Aids campaigners have welcomed a leading Catholic cardinal's acceptance of the use of condoms if one partner in a relationship is HIV positive.

Belgian Godfried Danneels said there was a moral difference between using condoms to prevent conception and using them to prevent death, quoting from the Ten Commandments to justify his position.

"When someone is HIV-positive and his partner says 'I want to have sex with you,' then he does not have to do it," the cardinal said on Dutch television on Saturday.

"But if he does, he has to use a condom.

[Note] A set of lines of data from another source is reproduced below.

//! Stage orchestration for the icon-recognition pipeline: the typed stage
//! chain, the runtime dependency table, metrics, windowed progress,
//! output transformation, the match summary renderer, and the run loop
//! that ties them together.

pub mod error;
pub mod metrics;
pub mod orchestrator;
pub mod output;
pub mod progress;
pub mod resources;
pub mod stages;
pub mod state;
pub mod summary;

pub use error::{PipelineError, StageError};
pub use metrics::{MetricsRecorder, StageMetric};
pub use orchestrator::{NoopCallbacks, Orchestrator, PipelineCallbacks, RunContext, ScreenshotRun, WorkerPoolHandle};
pub use output::{OutputOptions, BACKFILL_TRANSFORMATION};
pub use progress::{ProgressReporter, ProgressWindow};
pub use resources::{ResizeOptions, RunResources};
pub use stages::{descriptor_for, StageDescriptor, StageKind, STAGES};
pub use summary::format_match_summary;
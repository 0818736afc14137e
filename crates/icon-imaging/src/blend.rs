//! Alpha-blending a rarity overlay onto a catalog icon.

use image::{Rgb, RgbImage, RgbaImage};

/// Alpha-blends `overlay` (RGBA) onto `base` (RGB), resizing the overlay
/// to the base's dimensions first if they differ. Standard `src-over`
/// compositing: `out = src*a + dst*(1-a)`.
pub fn alpha_blend(base: &RgbImage, overlay: &RgbaImage) -> RgbImage {
    let (bw, bh) = base.dimensions();
    let overlay = if overlay.dimensions() == (bw, bh) {
        overlay.clone()
    } else {
        image::imageops::resize(overlay, bw, bh, image::imageops::FilterType::Lanczos3)
    };

    let mut out = base.clone();
    for y in 0..bh {
        for x in 0..bw {
            let dst = base.get_pixel(x, y);
            let src = overlay.get_pixel(x, y);
            let a = src[3] as f32 / 255.0;
            let blended = Rgb([
                blend_channel(src[0], dst[0], a),
                blend_channel(src[1], dst[1], a),
                blend_channel(src[2], dst[2], a),
            ]);
            out.put_pixel(x, y, blended);
        }
    }
    out
}

fn blend_channel(src: u8, dst: u8, a: f32) -> u8 {
    let v = src as f32 * a + dst as f32 * (1.0 - a);
    v.round().clamp(0.0, 255.0) as u8
}

#[cfg(test)]
mod tests {
    use super::*;
    use image::Rgba;

    #[test]
    fn fully_opaque_overlay_replaces_base() {
        let base = RgbImage::from_pixel(4, 4, Rgb([0, 0, 0]));
        let overlay = RgbaImage::from_pixel(4, 4, Rgba([255, 0, 0, 255]));
        let out = alpha_blend(&base, &overlay);
        assert_eq!(*out.get_pixel(0, 0), Rgb([255, 0, 0]));
    }

    #[test]
    fn fully_transparent_overlay_keeps_base() {
        let base = RgbImage::from_pixel(4, 4, Rgb([10, 20, 30]));
        let overlay = RgbaImage::from_pixel(4, 4, Rgba([255, 0, 0, 0]));
        let out = alpha_blend(&base, &overlay);
        assert_eq!(*out.get_pixel(0, 0), Rgb([10, 20, 30]));
    }
}
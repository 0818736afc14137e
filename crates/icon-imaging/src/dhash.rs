//! Difference hash (dHash): cheap, orientation-sensitive complement to
//! pHash.

use icon_model::Hash64;
use image::{imageops::FilterType, RgbImage};

const HASH_WIDTH: u32 = 9;
const HASH_HEIGHT: u32 = 8;

/// Computes the 64-bit dHash of `image`: downscale to grayscale 9x8, and
/// set a bit for each pixel that is brighter than its left neighbor.
pub fn compute_dhash(image: &RgbImage) -> Hash64 {
    let resized = image::imageops::resize(image, HASH_WIDTH, HASH_HEIGHT, FilterType::Lanczos3);
    let gray = image::DynamicImage::ImageRgb8(resized).to_luma8();

    let mut bits: u64 = 0;
    let mut bit_index = 0u32;
    for y in 0..HASH_HEIGHT {
        for x in 0..HASH_WIDTH - 1 {
            let left = gray.get_pixel(x, y)[0];
            let right = gray.get_pixel(x + 1, y)[0];
            if right > left {
                bits |= 1u64 << bit_index;
            }
            bit_index += 1;
        }
    }
    Hash64(bits)
}

#[cfg(test)]
mod tests {
    use super::*;
    use image::Rgb;

    #[test]
    fn identical_images_hash_identically() {
        let img = RgbImage::from_fn(64, 64, |x, y| Rgb([(x * 3) as u8, (y * 5) as u8, ((x + y) * 2) as u8]));
        assert_eq!(compute_dhash(&img), compute_dhash(&img));
    }

    #[test]
    fn left_to_right_ramp_sets_every_bit() {
        let img = RgbImage::from_fn(256, 8, |x, _y| Rgb([x as u8, x as u8, x as u8]));
        let hash = compute_dhash(&img);
        assert_eq!(hash.0.count_ones(), 64);
    }

    #[test]
    fn flat_image_sets_no_bits() {
        let img = RgbImage::from_pixel(64, 64, Rgb([100, 100, 100]));
        let hash = compute_dhash(&img);
        assert_eq!(hash.0.count_ones(), 0);
    }
}
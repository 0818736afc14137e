//! The prefilter stage: reduces the catalog to a per-slot shortlist using
//! hash distance only.

pub mod cutoff;
pub mod error;
pub mod options;
pub mod stage;

pub use cutoff::adaptive_cutoff;
pub use error::PrefilterError;
pub use options::PrefilterOptions;
pub use stage::run;

#[cfg(test)]
mod tests {
    use std::collections::HashMap;

    use icon_collab::IconSetMap;
    use icon_hashindex::{HashIndex, HashOptions, IconFileMetadata, IconMetadataSource};
    use icon_model::{BBox, Classification, ClassificationSet, IconSetKey, Platform, Slot, SlotMap};
    use image::{Rgb, RgbImage};

    use super::*;

    struct FixedMetadata(String);
    impl IconMetadataSource for FixedMetadata {
        fn metadata_for(&self, _relative_path: &str) -> Option<IconFileMetadata> {
            Some(IconFileMetadata { image_category: self.0.clone(), item_name: "Phaser Array".to_string(), ..Default::default() })
        }
    }

    fn solid_icon(value: u8) -> RgbImage {
        RgbImage::from_pixel(32, 32, Rgb([value, value, value]))
    }

    fn sample_classification() -> ClassificationSet {
        ClassificationSet::new(Classification {
            build_type: icon_model::BuildType::PcShipBuild,
            score: 1.0,
            is_required: true,
            icon_set_key: IconSetKey::Ship,
            platform: Platform::Pc,
        })
    }

    #[test]
    fn prefilters_a_slot_against_a_matching_catalog_entry() {
        let dir = tempfile::tempdir().unwrap();
        let icon_path = dir.path().join("phaser.png");
        solid_icon(120).save(&icon_path).unwrap();

        let overlays = HashMap::new();
        let hash_index = HashIndex::build(dir.path(), &overlays, &FixedMetadata("space/weapons/fore".to_string()), HashOptions::default()).unwrap();

        let roi = solid_icon(120);
        let (phash, dhash) = icon_hashindex::hash_roi(&roi, HashOptions::default());

        let mut slots = SlotMap::new();
        slots.insert_group("Fore Weapon", vec![Slot::new("Fore Weapon", 0, BBox::new(0, 0, 32, 32), roi, phash, dhash)]);

        let mut icon_sets = IconSetMap::new();
        icon_sets.insert_set(IconSetKey::Ship, [("Fore Weapon".to_string(), vec!["space/weapons/fore".to_string()])].into_iter().collect());

        let result = run(&slots, &sample_classification(), &icon_sets, &hash_index, &PrefilterOptions::default()).unwrap();
        let slot_ref = icon_model::SlotRef::new("Fore Weapon", 0);
        let candidates = result.get(&slot_ref).unwrap();
        assert_eq!(candidates.len(), 1);
        assert_eq!(candidates[0].distance, 0);
    }

    #[test]
    fn slot_with_no_matching_folder_yields_empty_shortlist() {
        let dir = tempfile::tempdir().unwrap();
        let overlays = HashMap::new();
        let hash_index = HashIndex::build(dir.path(), &overlays, &FixedMetadata("space/weapons/fore".to_string()), HashOptions::default()).unwrap();

        let roi = solid_icon(50);
        let (phash, dhash) = icon_hashindex::hash_roi(&roi, HashOptions::default());
        let mut slots = SlotMap::new();
        slots.insert_group("Shield", vec![Slot::new("Shield", 0, BBox::new(0, 0, 32, 32), roi, phash, dhash)]);

        let icon_sets = IconSetMap::new();
        let result = run(&slots, &sample_classification(), &icon_sets, &hash_index, &PrefilterOptions::default()).unwrap();
        let slot_ref = icon_model::SlotRef::new("Shield", 0);
        assert!(result.is_empty_for(&slot_ref));
    }
}
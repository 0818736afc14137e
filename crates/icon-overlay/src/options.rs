//! Overlay-detector tunables.

/// The slot ROI and overlay references are normalized to this size before
/// stripe extraction.
pub const REFERENCE_WIDTH: u32 = 47;
pub const REFERENCE_HEIGHT: u32 = 36;

#[derive(Debug, Clone, Copy)]
pub struct OverlayOptions {
    pub scale_min: f64,
    pub scale_max: f64,
    pub scale_steps: usize,
    pub ssim_threshold: f64,
    /// Maximum offset grid radius searched around (0, 0), in pixels
    /// (: "a small 2-D grid of offsets (at most 5x5, step 1px)").
    pub max_offset: i32,
    /// Worker-pool chunksize.
    pub chunksize: usize,
}

impl Default for OverlayOptions {
    fn default() -> Self {
        Self {
            scale_min: 0.6,
            scale_max: 0.7,
            scale_steps: 11,
            ssim_threshold: 0.75,
            max_offset: 2,
            chunksize: 10,
        }
    }
}

impl OverlayOptions {
    /// `scale_steps` evenly spaced values in `[scale_min, scale_max]`,
    /// matching `numpy.linspace(0.6, 0.7, 11)`.
    pub fn scales(&self) -> Vec<f64> {
        if self.scale_steps <= 1 {
            return vec![self.scale_min];
        }
        let step = (self.scale_max - self.scale_min) / (self.scale_steps - 1) as f64;
        (0..self.scale_steps).map(|i| self.scale_min + step * i as f64).collect()
    }

    /// Offsets searched at each scale: a `(2*max_offset+1)^2` grid
    /// centered on `(0, 0)`, capped at 5x5.
    pub fn offsets(&self) -> Vec<(i32, i32)> {
        let radius = self.max_offset.min(2);
        let mut offsets = Vec::new();
        for dy in -radius..=radius {
            for dx in -radius..=radius {
                offsets.push((dx, dy));
            }
        }
        offsets
    }
}

#[cfg(test)]
mod tests {
    use super::*;

    #[test]
    fn scales_are_evenly_spaced_over_the_configured_range() {
        let opts = OverlayOptions::default();
        let scales = opts.scales();
        assert_eq!(scales.len(), 11);
        assert!((scales[0] - 0.6).abs() < 1e-9);
        assert!((scales[10] - 0.7).abs() < 1e-9);
    }

    #[test]
    fn offsets_form_a_5x5_grid_by_default() {
        let opts = OverlayOptions::default();
        assert_eq!(opts.offsets().len(), 25);
    }
}
//! Stage identity and the dependency table the orchestrator walks to
//! decide, at run time, which stages are even eligible to run after an
//! earlier one has failed.
//!
//! The [`crate::state`] chain is the compile-time half of this story: it
//! guarantees a stage function is never *called* without the data it
//! needs. This table is the runtime half: it lets the orchestrator mark
//! every stage downstream of a failure as skipped, with a reason, instead
//! of silently stopping the run.

#[derive(Debug, Clone, Copy, PartialEq, Eq, Hash)]
pub enum StageKind {
    LocateLabels,
    ClassifyLayout,
    LocateIconGroups,
    LocateIconSlots,
    PrefilterIcons,
    DetectIconOverlays,
    LoadIcons,
    DetectIcons,
    OutputTransformation,
}

pub struct StageDescriptor {
    pub kind: StageKind,
    pub name: &'static str,
    pub prerequisites: &'static [StageKind],
}

/// `load_icons` is an internal bookkeeping stage: it loads the prefiltered shortlist's catalog files into memory
/// before matching runs. It does not appear in the [`crate::state`] chain
/// because nothing downstream needs its output threaded through the
/// types — `detect_icons` consumes the loaded source directly as a local
/// value — but it still gets its own metrics entry and prerequisite
/// checks like every other stage.
pub const STAGES: [StageDescriptor; 9] = [
    StageDescriptor { kind: StageKind::LocateLabels, name: "locate_labels", prerequisites: &[] },
    StageDescriptor { kind: StageKind::ClassifyLayout, name: "classify_layout", prerequisites: &[StageKind::LocateLabels] },
    StageDescriptor { kind: StageKind::LocateIconGroups, name: "locate_icon_groups", prerequisites: &[StageKind::ClassifyLayout] },
    StageDescriptor { kind: StageKind::LocateIconSlots, name: "locate_icon_slots", prerequisites: &[StageKind::LocateIconGroups] },
    StageDescriptor { kind: StageKind::PrefilterIcons, name: "prefilter_icons", prerequisites: &[StageKind::LocateIconSlots] },
    StageDescriptor { kind: StageKind::DetectIconOverlays, name: "detect_icon_overlays", prerequisites: &[StageKind::LocateIconSlots] },
    StageDescriptor { kind: StageKind::LoadIcons, name: "load_icons", prerequisites: &[StageKind::PrefilterIcons] },
    StageDescriptor {
        kind: StageKind::DetectIcons,
        name: "detect_icons",
        prerequisites: &[StageKind::PrefilterIcons, StageKind::DetectIconOverlays, StageKind::LoadIcons],
    },
    StageDescriptor { kind: StageKind::OutputTransformation, name: "output_transformation", prerequisites: &[StageKind::DetectIcons] },
];

pub fn descriptor_for(kind: StageKind) -> &'static StageDescriptor {
    STAGES.iter().find(|d| d.kind == kind).expect("every StageKind has a descriptor in STAGES")
}

#[cfg(test)]
mod tests {
    use super::*;

    #[test]
    fn every_prerequisite_names_a_real_stage() {
        for descriptor in &STAGES {
            for prereq in descriptor.prerequisites {
                // Panics (via descriptor_for's expect) if a prerequisite
                // were ever a typo'd StageKind not present in STAGES.
                descriptor_for(*prereq);
            }
        }
    }

    #[test]
    fn output_transformation_is_the_only_terminal_stage() {
        let terminal = STAGES.iter().filter(|d| !STAGES.iter().any(|other| other.prerequisites.contains(&d.kind))).collect::<Vec<_>>();
        assert_eq!(terminal.len(), 1);
        assert_eq!(terminal[0].kind, StageKind::OutputTransformation);
    }
}
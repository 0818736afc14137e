//! The `sister.toml` schema: one table per stage's tunables, every field
//! defaulted so an absent file (or an absent table within one) behaves
//! exactly like the built-in constants each stage falls back to.

use serde::Deserialize;

#[derive(Debug, Clone, Deserialize)]
#[serde(default)]
pub struct PathsConfig {
    pub icon_dir: String,
    pub overlay_dir: String,
    pub output_dir: String,
}

impl Default for PathsConfig {
    fn default() -> Self {
        Self {
            icon_dir: "icons".to_string(),
            overlay_dir: "overlays".to_string(),
            output_dir: ".".to_string(),
        }
    }
}

#[derive(Debug, Clone, Deserialize)]
#[serde(default)]
pub struct LoggingConfig {
    pub level: String,
}

impl Default for LoggingConfig {
    fn default() -> Self {
        Self { level: "info".to_string() }
    }
}

/// Screenshot downscale bound.
#[derive(Debug, Clone, Copy, Deserialize)]
#[serde(default)]
pub struct ResizeConfig {
    pub enabled: bool,
    pub max_width: u32,
    pub max_height: u32,
}

impl Default for ResizeConfig {
    fn default() -> Self {
        Self { enabled: true, max_width: 1920, max_height: 1080 }
    }
}

/// Hash-index build/query tunables.
#[derive(Debug, Clone, Copy, Deserialize)]
#[serde(default)]
pub struct HashConfig {
    pub match_width: u32,
    pub match_height: u32,
}

impl Default for HashConfig {
    fn default() -> Self {
        Self { match_width: 16, match_height: 16 }
    }
}

/// Prefilter tunables.
#[derive(Debug, Clone, Copy, Deserialize)]
#[serde(default)]
pub struct PrefilterConfig {
    pub phash_radius: u32,
    pub dhash_radius: u32,
    pub max_allowed_gap: u32,
    pub max_next_ranks: u32,
    pub chunksize: usize,
}

impl Default for PrefilterConfig {
    fn default() -> Self {
        Self { phash_radius: 18, dhash_radius: 10, max_allowed_gap: 6, max_next_ranks: 2, chunksize: 10 }
    }
}

/// Overlay (rarity) detector tunables.
#[derive(Debug, Clone, Copy, Deserialize)]
#[serde(default)]
pub struct OverlayConfig {
    pub scale_min: f64,
    pub scale_max: f64,
    pub scale_steps: usize,
    pub ssim_threshold: f64,
    pub max_offset: i32,
    pub chunksize: usize,
}

impl Default for OverlayConfig {
    fn default() -> Self {
        Self { scale_min: 0.6, scale_max: 0.7, scale_steps: 11, ssim_threshold: 0.75, max_offset: 2, chunksize: 10 }
    }
}

/// Icon matcher tunables.
#[derive(Debug, Clone, Copy, Deserialize)]
#[serde(default)]
pub struct MatcherConfig {
    pub ssim_threshold: f64,
    pub ref_width: u32,
    pub ref_height: u32,
    pub chunksize: usize,
    pub common_branch_requires_threshold: bool,
}

impl Default for MatcherConfig {
    fn default() -> Self {
        Self {
            ssim_threshold: 0.7,
            ref_width: 47,
            ref_height: 36,
            chunksize: 10,
            common_branch_requires_threshold: false,
        }
    }
}

/// Top-level `sister.toml` document. Every table is optional and every
/// field within it defaults, so `toml::from_str("")` yields the same
/// values as each stage's hardcoded defaults.
#[derive(Debug, Clone, Default, Deserialize)]
#[serde(default)]
pub struct ConfigFile {
    pub paths: PathsConfig,
    pub logging: LoggingConfig,
    pub resize: ResizeConfig,
    pub hash: HashConfig,
    pub prefilter: PrefilterConfig,
    pub overlay: OverlayConfig,
    pub matcher: MatcherConfig,
}

#[cfg(test)]
mod tests {
    use super::*;

    #[test]
    fn empty_document_yields_all_defaults() {
        let file: ConfigFile = toml::from_str("").unwrap();
        assert_eq!(file.prefilter.phash_radius, 18);
        assert_eq!(file.overlay.ssim_threshold, 0.75);
        assert_eq!(file.matcher.ref_width, 47);
    }

    #[test]
    fn partial_table_keeps_sibling_defaults() {
        let file: ConfigFile = toml::from_str("[prefilter]\nphash_radius = 24\n").unwrap();
        assert_eq!(file.prefilter.phash_radius, 24);
        assert_eq!(file.prefilter.dhash_radius, 10);
    }
}
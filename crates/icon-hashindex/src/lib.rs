//! The perceptual-hash catalog index: a BK-tree per hash kind, MD5
//! aggregation across overlay variants, and metadata filtering at query
//! time.

pub mod bktree;
pub mod error;
pub mod index;

pub use bktree::BkTree;
pub use error::{HashIndexError, HashIndexNotFoundError};
pub use index::{
    hash_roi, FieldFilter, Filters, HashIndex, HashOptions, IconFileMetadata, IconMetadataSource, QueryHit,
};
//! One `thiserror` enum per collaborator concern, unified by the
//! orchestrator's `PipelineError`.

use std::path::PathBuf;

#[derive(Debug, thiserror::Error)]
pub enum LocatorError {
    #[error("label location failed: {0}")]
    Failed(String),
}

#[derive(Debug, thiserror::Error)]
pub enum ClassificationError {
    #[error("no build type could be classified from the located labels")]
    NoMatch,
    #[error("classification failed: {0}")]
    Failed(String),
}

#[derive(Debug, thiserror::Error)]
pub enum IconGroupLocatorError {
    #[error("no icon group rules registered for build type {0:?}")]
    NoRulesForBuildType(String),
    #[error("failed to parse geometry expression: {0}")]
    ExpressionParse(String),
    #[error("failed to evaluate geometry expression: {0}")]
    ExpressionEvaluation(String),
}

#[derive(Debug, thiserror::Error)]
pub enum IconSlotError {
    #[error("no icon groups were provided to slot detection")]
    NoGroups,
    #[error("slot detection failed for group {group}: {reason}")]
    Failed { group: String, reason: String },
}

#[derive(Debug, thiserror::Error)]
pub enum CargoError {
    #[error("failed to download cargo data to {path}: {reason}")]
    Download { path: PathBuf, reason: String },
    #[error("failed to read image cache companion file {0}")]
    ImageCacheRead(PathBuf),
    #[error("failed to parse image cache companion file {path}: {source}")]
    ImageCacheParse {
        path: PathBuf,
        #[source]
        source: serde_json::Error,
    },
}
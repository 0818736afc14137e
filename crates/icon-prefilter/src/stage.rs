//! The prefilter stage itself: narrows each slot's catalog candidates to
//! a short list via dual-hash radius queries and the adaptive cutoff.

use std::collections::HashMap;

use icon_collab::IconSetMap;
use icon_hashindex::{FieldFilter, Filters, HashIndex};
use icon_model::{CatalogMetadata, Classification, ClassificationSet, HashKind, MatchCandidate, OverlayName, PrefilterResult, Slot, SlotMap, SlotRef};
use rayon::prelude::*;
use tracing::debug;

use crate::cutoff::adaptive_cutoff;
use crate::error::PrefilterError;
use crate::options::PrefilterOptions;

/// The catalog folders searched for `label`: the first classification
/// (main, then additional, in declared order) whose icon-set entry for
/// this label is non-empty. Builds never reset each other's folder lists
/// as the per-build dict in the original did; instead the first
/// classification that actually knows about this label wins.
fn folders_for_group<'a>(classifications: &ClassificationSet, icon_sets: &'a IconSetMap, label: &str) -> &'a [String] {
    classifications
        .all()
        .map(|c: &Classification| icon_sets.folders_for(c.icon_set_key, label))
        .find(|folders| !folders.is_empty())
        .unwrap_or(&[])
}

struct Bucket {
    distance: u32,
    hash_kind: HashKind,
    overlay: Option<OverlayName>,
    metadata_list: Vec<CatalogMetadata>,
}

fn prefilter_slot(slot: &Slot, folders: &[String], hash_index: &HashIndex, options: &PrefilterOptions) -> Vec<MatchCandidate> {
    let mut filters = Filters::new();
    filters.insert("image_category".to_string(), FieldFilter::AnyOf(folders.to_vec()));

    let mut by_file: HashMap<String, Bucket> = HashMap::new();
    for (hash_kind, radius, target) in [
        (HashKind::PHash, options.phash_radius, slot.phash),
        (HashKind::DHash, options.dhash_radius, slot.dhash),
    ] {
        let hits = hash_index.find_similar(hash_kind, target, radius, None, Some(&filters));
        for hit in hits {
            match by_file.get_mut(&hit.file_path) {
                Some(bucket) if hit.distance < bucket.distance => {
                    bucket.distance = hit.distance;
                    bucket.hash_kind = hash_kind;
                    bucket.overlay = hit.best_overlay;
                    bucket.metadata_list = hit.metadata_list;
                }
                Some(_) => {}
                None => {
                    by_file.insert(
                        hit.file_path.clone(),
                        Bucket { distance: hit.distance, hash_kind, overlay: hit.best_overlay, metadata_list: hit.metadata_list },
                    );
                }
            }
        }
    }

    if by_file.is_empty() {
        return Vec::new();
    }

    let distances: Vec<u32> = by_file.values().map(|b| b.distance).collect();
    let cutoff = adaptive_cutoff(&distances, options.max_allowed_gap, options.max_next_ranks);

    by_file
        .into_iter()
        .filter(|(_, bucket)| bucket.distance <= cutoff)
        .map(|(file_path, bucket)| MatchCandidate {
            file_path,
            overlay_name: bucket.overlay.map(|o| o.as_str().to_string()),
            hash_kind: bucket.hash_kind,
            distance: bucket.distance,
            match_threshold: cutoff,
            target_phash: slot.phash,
            target_dhash: slot.dhash,
            metadata_list: bucket.metadata_list,
        })
        .collect()
}

/// Prefilters every slot in `slots` down to a shortlist, using the
/// catalog folders the active classification(s) permit for each slot's
/// group label.
pub fn run(
    slots: &SlotMap,
    classifications: &ClassificationSet,
    icon_sets: &IconSetMap,
    hash_index: &HashIndex,
    options: &PrefilterOptions,
) -> Result<PrefilterResult, PrefilterError> {
    let work: Vec<(SlotRef, &Slot, &[String])> = slots
        .groups
        .iter()
        .flat_map(|(group_label, group_slots)| {
            let folders = folders_for_group(classifications, icon_sets, group_label);
            group_slots.iter().map(move |slot| (SlotRef::from(slot), slot, folders))
        })
        .collect();

    debug!(slots = work.len(), "prefiltering slots with chunksize {}", options.chunksize);

    let results: Vec<(SlotRef, Vec<MatchCandidate>)> = work
        .par_iter()
        .with_min_len(options.chunksize.max(1))
        .map(|(slot_ref, slot, folders)| {
            if folders.is_empty() {
                debug!(group = %slot_ref.group_label, "no icon directories found for icon group");
            }
            (slot_ref.clone(), prefilter_slot(slot, folders, hash_index, options))
        })
        .collect();

    let mut output = PrefilterResult::new();
    for (slot_ref, candidates) in results {
        output.insert(&slot_ref, candidates);
    }
    Ok(output)
}
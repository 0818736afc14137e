//! CLI-flag > file > built-in-default precedence.
//!
//! Each `overlay_with` helper takes an `Option<T>` CLI override and
//! returns it if present, otherwise falling back to the value already
//! resolved from `sister.toml` (which itself defaulted from
//! [`crate::file::ConfigFile`]'s `Default` impls). Kept as a free
//! function rather than a trait since every field follows the same rule.

/// `cli.or(file_value)`, spelled out for readability at call sites that
/// chain several of these per config section.
pub fn resolve<T>(cli: Option<T>, file_value: T) -> T {
    cli.unwrap_or(file_value)
}

#[cfg(test)]
mod tests {
    use super::*;

    #[test]
    fn cli_override_wins_over_file_value() {
        assert_eq!(resolve(Some(5), 10), 5);
    }

    #[test]
    fn file_value_used_when_cli_is_absent() {
        assert_eq!(resolve(None, 10), 10);
    }
}
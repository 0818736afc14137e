//! The orchestrator's error taxonomy: every stage-local error is caught
//! at the stage boundary and wrapped with the stage name plus a
//! serializable context snapshot.

use serde_json::Value;

/// The union of every stage-local error kind a collaborator or
/// algorithmic crate can raise.
#[derive(Debug, thiserror::Error)]
pub enum StageError {
    #[error(transparent)]
    Locate(#[from] icon_collab::LocatorError),
    #[error(transparent)]
    Classification(#[from] icon_collab::ClassificationError),
    #[error(transparent)]
    IconGroup(#[from] icon_collab::IconGroupLocatorError),
    #[error(transparent)]
    IconSlot(#[from] icon_collab::IconSlotError),
    #[error(transparent)]
    Prefilter(#[from] icon_prefilter::PrefilterError),
    #[error(transparent)]
    Cargo(#[from] icon_collab::CargoError),
    #[error(transparent)]
    HashIndex(#[from] icon_hashindex::HashIndexError),
    #[error("dependencies not met: {0} requires {1} to have completed successfully")]
    DependenciesNotMet(&'static str, &'static str),
}

/// A stage failure, wrapped with the stage's name and a JSON snapshot of
/// whatever run-state existed at the moment it failed.
#[derive(Debug, thiserror::Error)]
#[error("stage '{stage_name}' failed: {source}")]
pub struct PipelineError {
    pub stage_name: &'static str,
    #[source]
    pub source: StageError,
    pub context_snapshot: Value,
}

impl PipelineError {
    pub fn new(stage_name: &'static str, source: impl Into<StageError>, context_snapshot: Value) -> Self {
        Self { stage_name, source: source.into(), context_snapshot }
    }

    pub fn dependencies_not_met(stage_name: &'static str, missing: &'static str) -> Self {
        Self {
            stage_name,
            source: StageError::DependenciesNotMet(stage_name, missing),
            context_snapshot: Value::Null,
        }
    }
}
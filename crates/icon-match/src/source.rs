//! Catalog icon pixel access. Kept as a narrow trait seam so the matcher stays testable
//! without disk I/O; a real implementation (file-backed, cached) is wired
//! up by the orchestrator.

use std::collections::HashMap;
use std::path::{Path, PathBuf};

use image::RgbImage;

use crate::error::IconMatchError;

pub trait IconImageSource: Sync {
    fn load(&self, file_path: &str) -> Result<RgbImage, IconMatchError>;
}

/// An in-memory catalog, for tests and small embedded catalogs.
#[derive(Debug, Clone, Default)]
pub struct InMemoryIconImageSource {
    images: HashMap<String, RgbImage>,
}

impl InMemoryIconImageSource {
    pub fn new() -> Self {
        Self::default()
    }

    pub fn insert(&mut self, file_path: impl Into<String>, image: RgbImage) {
        self.images.insert(file_path.into(), image);
    }
}

impl IconImageSource for InMemoryIconImageSource {
    fn load(&self, file_path: &str) -> Result<RgbImage, IconMatchError> {
        self.images.get(file_path).cloned().ok_or_else(|| IconMatchError::IconLoadFailed {
            file_path: file_path.to_string(),
            reason: "not present in the in-memory catalog".to_string(),
        })
    }
}

/// Loads catalog icons from `root`-relative paths on disk, decoding
/// straight to RGB the same way the hash-index builder does.
#[derive(Debug, Clone)]
pub struct FilesystemIconImageSource {
    root: PathBuf,
}

impl FilesystemIconImageSource {
    pub fn new(root: impl Into<PathBuf>) -> Self {
        Self { root: root.into() }
    }

    pub fn root(&self) -> &Path {
        &self.root
    }
}

impl IconImageSource for FilesystemIconImageSource {
    fn load(&self, file_path: &str) -> Result<RgbImage, IconMatchError> {
        let full_path = self.root.join(file_path);
        image::open(&full_path)
            .map(|img| img.to_rgb8())
            .map_err(|e| IconMatchError::IconLoadFailed { file_path: file_path.to_string(), reason: e.to_string() })
    }
}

Otherwise he will commit a sin."

UNAids told BBC News Online that the cardinal's comments were "a very positive thing".

"This news, that a very senior cardinal is willing to accept the use of condoms in particular context, and that he is arguing along the lines of scripture, is very interesting," spokesman Anindya Chatterjee said in Geneva.

"We will be watching with a lot of interest what dialogue and discussion this generates among Roman Catholics."

The Vatican rejects all artificial birth control, including condoms, to the anger of many Aids campaigners who say the stand is making the spread of HIV far harder to control.

Cardinal Danneels, 70, said sex with a person infected with HIV should be avoided.

"But if it should take place, the person must use a condom in order not to disobey the commandment condemning murder, in addition to breaking the commandment which forbids adultery," he said.

He added: "Protecting oneself against sickness or death is an act of prevention. Morally, it cannot be judged on the same level as when a condom is used to reduce the number of births."

UK campaign group the Terrence Higgins trust also welcomed the cardinal's comments.

"We very much support the cardinal's view," a spokeswoman told BBC News Online.

"The preservation of life must be of higher importance than the preservation of church regulations. Abstinence is not a practical option for many people."

Cardinal Danneels is one of the senior Roman Catholics tipped as a possible successor to the Pope.